Hillary, with his Sherpa guide Tenzing Norgay, won worldwide acclaim in 1953 by becoming the first to scale the 29,035-foot summit of Mount Everest, the world's tallest peak.
Hillary and Norgay were heroes overnight, but a controversy began about who had been first to stand on Everest's summit. It was quickly declared that they had reached it together as a team. Later, in Hillary's book View from the Summit, he broke his silence on the subject and wrote that it was he, not Norgay.
Sir Hillary's recollection of standing on the pinnacle: "The whole world around us lay spread out like a giant relief map. I am a lucky man. I have had a dream and it has come true, and that is not a thing that happens often to men." (Note: photo shows Norgay - Hillary took the photo.)
Four months after Everest, Sir Edmund married Louise Mary Rose, the daughter of a mountain climber. They had three children. One of their sons, Peter, followed in his father's footsteps and reached the summit of Everest with Norgay's son, Jamling.

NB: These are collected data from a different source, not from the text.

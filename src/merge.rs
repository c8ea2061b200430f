use crate::memtable::Entry;
use bytes::Bytes;
use std::cmp::Ordering;
use std::collections::BinaryHeap;

pub type SortedSource = Box<dyn Iterator<Item = (Bytes, Entry)> + Send>;

struct HeapItem {
    key: Bytes,
    entry: Entry,
    source_index: usize,
}

impl PartialEq for HeapItem {
    fn eq(&self, other: &Self) -> bool {
        self.key == other.key && self.source_index == other.source_index
    }
}

impl Eq for HeapItem {}

impl PartialOrd for HeapItem {
    fn partial_cmp(&self, other: &Self) -> Option<Ordering> {
        Some(self.cmp(other))
    }
}

impl Ord for HeapItem {
    // BinaryHeap is a max-heap: reverse on key for min-first order, and on
    // equal keys the LOWER source index sorts greater so it pops first.
    // Sources are handed over newest-first, so index 0 wins duplicates.
    fn cmp(&self, other: &Self) -> Ordering {
        other
            .key
            .cmp(&self.key)
            .then_with(|| other.source_index.cmp(&self.source_index))
    }
}

/// K-way sorted merge with one emission per unique key.
///
/// Each source must itself be key-ascending. Duplicate keys across sources
/// resolve to the source with the lowest index; losing versions are drained
/// and their sources advanced. Tombstones are emitted as-is; callers that
/// want them gone filter on `Entry::tombstone`.
pub struct MergeIterator {
    sources: Vec<SortedSource>,
    heap: BinaryHeap<HeapItem>,
}

impl MergeIterator {
    /// `sources` ordered newest-first: active memtable, then the immutable
    /// memtable, then SSTables from newest to oldest.
    pub fn new(mut sources: Vec<SortedSource>) -> Self {
        let mut heap = BinaryHeap::new();
        for (source_index, source) in sources.iter_mut().enumerate() {
            if let Some((key, entry)) = source.next() {
                heap.push(HeapItem {
                    key,
                    entry,
                    source_index,
                });
            }
        }
        Self { sources, heap }
    }

    fn advance(&mut self, source_index: usize) {
        if let Some((key, entry)) = self.sources[source_index].next() {
            self.heap.push(HeapItem {
                key,
                entry,
                source_index,
            });
        }
    }
}

impl Iterator for MergeIterator {
    type Item = (Bytes, Entry);

    fn next(&mut self) -> Option<Self::Item> {
        let winner = self.heap.pop()?;

        // Drain stale versions of the same key from older sources.
        while let Some(top) = self.heap.peek() {
            if top.key != winner.key {
                break;
            }
            let stale = self.heap.pop().unwrap();
            self.advance(stale.source_index);
        }
        self.advance(winner.source_index);

        Some((winner.key, winner.entry))
    }
}
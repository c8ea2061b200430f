use bytes::Bytes;
use crossbeam_skiplist::SkipMap;
use std::ops::Bound;
use std::sync::atomic::{AtomicUsize, Ordering};

/// A single versioned value. A delete is an `Entry` with `tombstone` set and
/// an empty value; it shadows older versions at lower layers.
#[derive(Debug, Clone, PartialEq, Eq)]
pub struct Entry {
    pub value: Bytes,
    pub timestamp_ms: u64,
    pub tombstone: bool,
}

impl Entry {
    pub fn put(value: Bytes, timestamp_ms: u64) -> Self {
        Self {
            value,
            timestamp_ms,
            tombstone: false,
        }
    }

    pub fn tombstone(timestamp_ms: u64) -> Self {
        Self {
            value: Bytes::new(),
            timestamp_ms,
            tombstone: true,
        }
    }

    /// Approximate encoded footprint, used for memtable size accounting.
    fn footprint(&self, key: &[u8]) -> usize {
        key.len() + self.value.len() + 8 + 1
    }
}

/// Ordered in-memory buffer of recent writes.
///
/// Mutated only while active; after the engine swaps it out it is read-only
/// until the flush that wrote it to an SSTable drops it.
#[derive(Debug)]
pub struct MemTable {
    map: SkipMap<Bytes, Entry>,
    size: AtomicUsize,
    size_limit: usize,
}

impl MemTable {
    pub fn new(size_limit: usize) -> Self {
        Self {
            map: SkipMap::new(),
            size: AtomicUsize::new(0),
            size_limit,
        }
    }

    pub fn put(&self, key: Bytes, value: Bytes, timestamp_ms: u64) {
        self.insert(key, Entry::put(value, timestamp_ms));
    }

    pub fn delete(&self, key: Bytes, timestamp_ms: u64) {
        self.insert(key, Entry::tombstone(timestamp_ms));
    }

    fn insert(&self, key: Bytes, entry: Entry) {
        let added = entry.footprint(&key);
        // Overwrites give back the old footprint before charging the new one.
        if let Some(prev) = self.map.get(&key) {
            let removed = prev.value().footprint(&key);
            self.size.fetch_sub(removed, Ordering::Relaxed);
        }
        self.map.insert(key, entry);
        self.size.fetch_add(added, Ordering::Relaxed);
    }

    pub fn get(&self, key: &[u8]) -> Option<Entry> {
        self.map.get(key).map(|e| e.value().clone())
    }

    pub fn contains(&self, key: &[u8]) -> bool {
        self.map.contains_key(key)
    }

    pub fn remove(&self, key: &[u8]) {
        if let Some(entry) = self.map.remove(key) {
            let removed = entry.value().footprint(entry.key());
            self.size.fetch_sub(removed, Ordering::Relaxed);
        }
    }

    pub fn approximate_size(&self) -> usize {
        self.size.load(Ordering::Relaxed)
    }

    pub fn is_full(&self) -> bool {
        self.approximate_size() >= self.size_limit
    }

    pub fn len(&self) -> usize {
        self.map.len()
    }

    pub fn is_empty(&self) -> bool {
        self.map.is_empty()
    }

    pub fn clear(&self) {
        while self.map.pop_front().is_some() {}
        self.size.store(0, Ordering::Relaxed);
    }

    /// All entries in ascending key order.
    pub fn iter(&self) -> impl Iterator<Item = (Bytes, Entry)> + '_ {
        self.map
            .iter()
            .map(|e| (e.key().clone(), e.value().clone()))
    }

    /// Entries with `start <= key <= end`, ascending.
    pub fn range<'a>(
        &'a self,
        start: &'a [u8],
        end: &'a [u8],
    ) -> impl Iterator<Item = (Bytes, Entry)> + 'a {
        self.map
            .range::<[u8], _>((Bound::Included(start), Bound::Included(end)))
            .map(|e| (e.key().clone(), e.value().clone()))
    }
}
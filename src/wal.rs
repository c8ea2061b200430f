use crate::config::SyncPolicy;
use crate::error::{Result, SiltError};
use bytes::{Buf, BufMut, Bytes, BytesMut};
use std::path::{Path, PathBuf};
use std::sync::atomic::{AtomicU64, Ordering};
use std::sync::Arc;
use tokio::fs::{self, File, OpenOptions};
use tokio::io::{AsyncWriteExt, BufWriter};
use tokio::sync::{mpsc, oneshot, Mutex};
use tokio::task::JoinHandle;

pub const OP_PUT: u8 = 1;
pub const OP_DELETE: u8 = 2;
pub const OP_BATCH_PUT: u8 = 3;

/// An implicit group-commit flush fires once this many appends are pending.
const GROUP_FLUSH_THRESHOLD: usize = 100;

/// Smallest possible record body: sequence + timestamp + op byte.
const MIN_BODY_LEN: u32 = 8 + 8 + 1;

#[derive(Debug, Clone, PartialEq, Eq)]
pub enum Operation {
    Put { key: Bytes, value: Bytes },
    Delete { key: Bytes },
    BatchPut { entries: Vec<(Bytes, Bytes)> },
}

impl Operation {
    pub fn code(&self) -> u8 {
        match self {
            Operation::Put { .. } => OP_PUT,
            Operation::Delete { .. } => OP_DELETE,
            Operation::BatchPut { .. } => OP_BATCH_PUT,
        }
    }
}

#[derive(Debug, Clone, PartialEq, Eq)]
pub struct LogRecord {
    pub sequence_id: u64,
    pub timestamp_ms: u64,
    pub op: Operation,
}

/// `[sequence_id:u64][timestamp:u64][op:u8][payload]` — the CRC-covered body.
pub fn encode_record_body(buf: &mut BytesMut, record: &LogRecord) {
    buf.put_u64(record.sequence_id);
    buf.put_u64(record.timestamp_ms);
    buf.put_u8(record.op.code());
    match &record.op {
        Operation::Put { key, value } => {
            put_kv(buf, key, value);
        }
        Operation::Delete { key } => {
            buf.put_u16(key.len() as u16);
            buf.put_slice(key);
        }
        Operation::BatchPut { entries } => {
            buf.put_u32(entries.len() as u32);
            for (key, value) in entries {
                put_kv(buf, key, value);
            }
        }
    }
}

fn put_kv(buf: &mut BytesMut, key: &Bytes, value: &Bytes) {
    buf.put_u16(key.len() as u16);
    buf.put_slice(key);
    buf.put_u32(value.len() as u32);
    buf.put_slice(value);
}

pub fn decode_record_body(mut body: &[u8]) -> Result<LogRecord> {
    if body.remaining() < MIN_BODY_LEN as usize {
        return Err(SiltError::Corruption("wal record body too short".into()));
    }
    let sequence_id = body.get_u64();
    let timestamp_ms = body.get_u64();
    let op = match body.get_u8() {
        OP_PUT => {
            let (key, value) = get_kv(&mut body)?;
            Operation::Put { key, value }
        }
        OP_DELETE => {
            if body.remaining() < 2 {
                return Err(SiltError::Corruption("wal delete payload too short".into()));
            }
            let key_len = body.get_u16() as usize;
            if body.remaining() < key_len {
                return Err(SiltError::Corruption("wal delete key truncated".into()));
            }
            let key = Bytes::copy_from_slice(&body[..key_len]);
            Operation::Delete { key }
        }
        OP_BATCH_PUT => {
            if body.remaining() < 4 {
                return Err(SiltError::Corruption("wal batch payload too short".into()));
            }
            let count = body.get_u32() as usize;
            let mut entries = Vec::with_capacity(count);
            for _ in 0..count {
                entries.push(get_kv(&mut body)?);
            }
            Operation::BatchPut { entries }
        }
        other => {
            return Err(SiltError::Corruption(format!(
                "unknown wal opcode {other}"
            )))
        }
    };
    Ok(LogRecord {
        sequence_id,
        timestamp_ms,
        op,
    })
}

fn get_kv(body: &mut &[u8]) -> Result<(Bytes, Bytes)> {
    if body.remaining() < 2 {
        return Err(SiltError::Corruption("wal put payload too short".into()));
    }
    let key_len = body.get_u16() as usize;
    if body.remaining() < key_len + 4 {
        return Err(SiltError::Corruption("wal put key truncated".into()));
    }
    let key = Bytes::copy_from_slice(&body[..key_len]);
    body.advance(key_len);
    let value_len = body.get_u32() as usize;
    if body.remaining() < value_len {
        return Err(SiltError::Corruption("wal put value truncated".into()));
    }
    let value = Bytes::copy_from_slice(&body[..value_len]);
    body.advance(value_len);
    Ok((key, value))
}

/// `[frame_len:u32][checksum:u32][body]`. The length counts everything after
/// the length field; the checksum covers the body.
pub fn encode_frame(record: &LogRecord) -> Bytes {
    let mut body = BytesMut::new();
    encode_record_body(&mut body, record);
    let checksum = crc32fast::hash(&body);

    let mut frame = BytesMut::with_capacity(8 + body.len());
    frame.put_u32(4 + body.len() as u32);
    frame.put_u32(checksum);
    frame.put_slice(&body);
    frame.freeze()
}

enum FrameScan {
    Record(LogRecord, usize),
    End,
    Torn(&'static str),
}

fn scan_frame(data: &[u8]) -> FrameScan {
    if data.is_empty() {
        return FrameScan::End;
    }
    if data.len() < 4 {
        return FrameScan::Torn("short length field");
    }
    let frame_len = (&data[..4]).get_u32();
    if frame_len < 4 + MIN_BODY_LEN {
        return FrameScan::Torn("declared length impossibly small");
    }
    if data.len() - 4 < frame_len as usize {
        return FrameScan::Torn("declared length exceeds segment size");
    }
    let checksum = (&data[4..8]).get_u32();
    let body = &data[8..4 + frame_len as usize];
    if crc32fast::hash(body) != checksum {
        return FrameScan::Torn("checksum mismatch");
    }
    match decode_record_body(body) {
        Ok(record) => FrameScan::Record(record, 4 + frame_len as usize),
        Err(_) => FrameScan::Torn("unparseable record body"),
    }
}

struct ActiveSegment {
    path: PathBuf,
    writer: BufWriter<File>,
}

struct PendingAppend {
    frame: Bytes,
    record: LogRecord,
    done: oneshot::Sender<Result<()>>,
}

struct WalInner {
    dir: PathBuf,
    policy: SyncPolicy,
    /// Last assigned sequence id.
    sequence: AtomicU64,
    active: Mutex<ActiveSegment>,
    /// Closed segments not yet removed by a checkpoint, oldest first.
    sealed: Mutex<Vec<PathBuf>>,
    pending: Mutex<Vec<PendingAppend>>,
    /// Serialises batch flushes so on-disk order matches sequence order.
    flush_lock: Mutex<()>,
    listener: std::sync::Mutex<Option<mpsc::UnboundedSender<LogRecord>>>,
    /// Fault injection: fail the next batch flush before writing anything.
    #[cfg(test)]
    fail_next_flush: std::sync::atomic::AtomicBool,
}
pub mod bloom;
pub mod compaction;
pub mod config;
pub mod engine;
pub mod error;
pub mod manifest;
pub mod memtable;
pub mod merge;
pub mod replication;
pub mod server;
pub mod sstable;
pub mod wal;

pub use config::{Config, ReplicationRole, SyncPolicy};
pub use engine::StorageEngine;
pub use error::{Result, SiltError};

/// Milliseconds since the Unix epoch; the timestamp used across WAL
/// records, SSTable footers, and metrics.
pub(crate) fn unix_millis() -> u64 {
    std::time::SystemTime::now()
        .duration_since(std::time::UNIX_EPOCH)
        .map(|d| d.as_millis() as u64)
        .unwrap_or(0)
}
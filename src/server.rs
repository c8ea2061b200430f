use crate::engine::StorageEngine;
use crate::replication::read_frame;
use anyhow::Result;
use bytes::{Buf, BufMut, Bytes, BytesMut};
use std::sync::Arc;
use tokio::io::AsyncWriteExt;
use tokio::net::{TcpListener, TcpStream};

pub const OP_STREAM_PUT: u8 = 0x01;
pub const OP_ACK: u8 = 0x02;
pub const OP_END_STREAM: u8 = 0x03;
pub const OP_ERROR: u8 = 0x04;

/// Streaming ingest front-end: `[len:u32][opcode:u8][body]` frames, one
/// response per request in FIFO order.
pub async fn start_server(engine: Arc<StorageEngine>) -> Result<()> {
    let addr = format!("0.0.0.0:{}", engine.config.port);
    let listener = TcpListener::bind(&addr).await?;
    tracing::info!("stream server listening on {addr}");

    loop {
        let (socket, peer) = listener.accept().await?;
        let engine = Arc::clone(&engine);
        tokio::spawn(async move {
            if let Err(e) = serve_connection(socket, engine).await {
                tracing::debug!(peer = %peer, error = %e, "stream connection ended");
            }
        });
    }
}

async fn serve_connection(mut socket: TcpStream, engine: Arc<StorageEngine>) -> Result<()> {
    let (mut read_half, mut write_half) = socket.split();

    loop {
        let (opcode, body) = match read_frame(&mut read_half).await {
            Ok(Some(frame)) => frame,
            Ok(None) => return Ok(()),
            Err(e) => {
                let _ = write_half.write_all(&response(OP_ERROR, e.to_string().as_bytes())).await;
                return Ok(());
            }
        };

        match opcode {
            OP_STREAM_PUT => {
                let reply = match decode_stream_put(&body) {
                    Ok((key, value)) => match engine.put(key, value).await {
                        Ok(()) => response(OP_ACK, &[]),
                        Err(e) => response(OP_ERROR, e.to_string().as_bytes()),
                    },
                    Err(message) => response(OP_ERROR, message.as_bytes()),
                };
                write_half.write_all(&reply).await?;
            }
            OP_END_STREAM => {
                write_half.write_all(&response(OP_ACK, &[])).await?;
                return Ok(());
            }
            other => {
                let message = format!("unknown opcode {other:#04x}");
                write_half.write_all(&response(OP_ERROR, message.as_bytes())).await?;
                return Ok(());
            }
        }
    }
}

fn decode_stream_put(body: &[u8]) -> std::result::Result<(Bytes, Bytes), String> {
    let mut cursor = body;
    if cursor.remaining() < 2 {
        return Err("stream put body too short".into());
    }
    let key_len = cursor.get_u16() as usize;
    if cursor.remaining() < key_len + 4 {
        return Err("stream put key truncated".into());
    }
    let key = Bytes::copy_from_slice(&cursor[..key_len]);
    cursor.advance(key_len);
    let value_len = cursor.get_u32() as usize;
    if cursor.remaining() != value_len {
        return Err("stream put value length mismatch".into());
    }
    let value = Bytes::copy_from_slice(&cursor[..value_len]);
    Ok((key, value))
}

fn response(opcode: u8, body: &[u8]) -> Bytes {
    let mut frame = BytesMut::with_capacity(5 + body.len());
    frame.put_u32(body.len() as u32);
    frame.put_u8(opcode);
    frame.put_slice(body);
    frame.freeze()
}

Close to 10 years after Everest (roughly when this photo was taken), Sir Edmund led a highly publicized but unsuccessful search for the Abominable Snowman. In 1986, accompanied by former astronaut Neil Armstrong, he also flew a twin-engine ski plane over the Arctic and landed at the North Pole, thus becoming the first to stand at both poles and on the summit of Everest.